Please copy out each line of the entries in which "clone" appears.

····················

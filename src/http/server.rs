//! HTTP server startup logic.

use std::future::Future;
use std::net::SocketAddr;

use axum::Router;
use axum_server::Handle;

use crate::config::AppConfig;

use super::shutdown;

/// Server startup error
#[derive(Debug, thiserror::Error)]
pub enum ServerError {
    #[error("Failed to bind server: {0}")]
    Bind(#[from] std::io::Error),
}

/// Start the HTTP server based on configuration.
///
/// Runs until SIGINT/SIGTERM, then drains for `http.shutdown_timeout_seconds`.
pub async fn start_server(app: Router, config: &AppConfig) -> Result<(), ServerError> {
    serve_with_shutdown(app, config, Handle::new(), shutdown::termination_signal()).await
}

/// Serve on the configured address until `signal` resolves.
///
/// Once it does, new connections are refused and open ones get
/// `http.shutdown_timeout_seconds` to finish before they are closed.
pub async fn serve_with_shutdown<F>(
    app: Router,
    config: &AppConfig,
    handle: Handle,
    signal: F,
) -> Result<(), ServerError>
where
    F: Future<Output = ()> + Send + 'static,
{
    shutdown::drain_after(signal, handle.clone(), config.http.shutdown_timeout());

    let watcher = handle.clone();
    tokio::spawn(async move {
        if let Some(bound) = watcher.listening().await {
            tracing::info!(addr = %bound, "Listening on http://{}", bound);
        }
    });

    serve(app, config.http.socket_addr(), handle).await
}

/// Bind `addr` and serve `app` until `handle` is told to shut down.
///
/// Returns [`ServerError::Bind`] if the listener cannot be created, e.g. when
/// the port is already in use.
pub async fn serve(app: Router, addr: SocketAddr, handle: Handle) -> Result<(), ServerError> {
    tracing::info!(%addr, "Starting HTTP server");

    axum_server::bind(addr)
        .handle(handle)
        .serve(app.into_make_service())
        .await?;

    tracing::info!("HTTP server stopped");
    Ok(())
}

····················

→ **SOLUTION TO THE EXERCISE**:
    shutdown::drain_after(signal, handle.clone(), config.http.shutdown_timeout());
    let watcher = handle.clone();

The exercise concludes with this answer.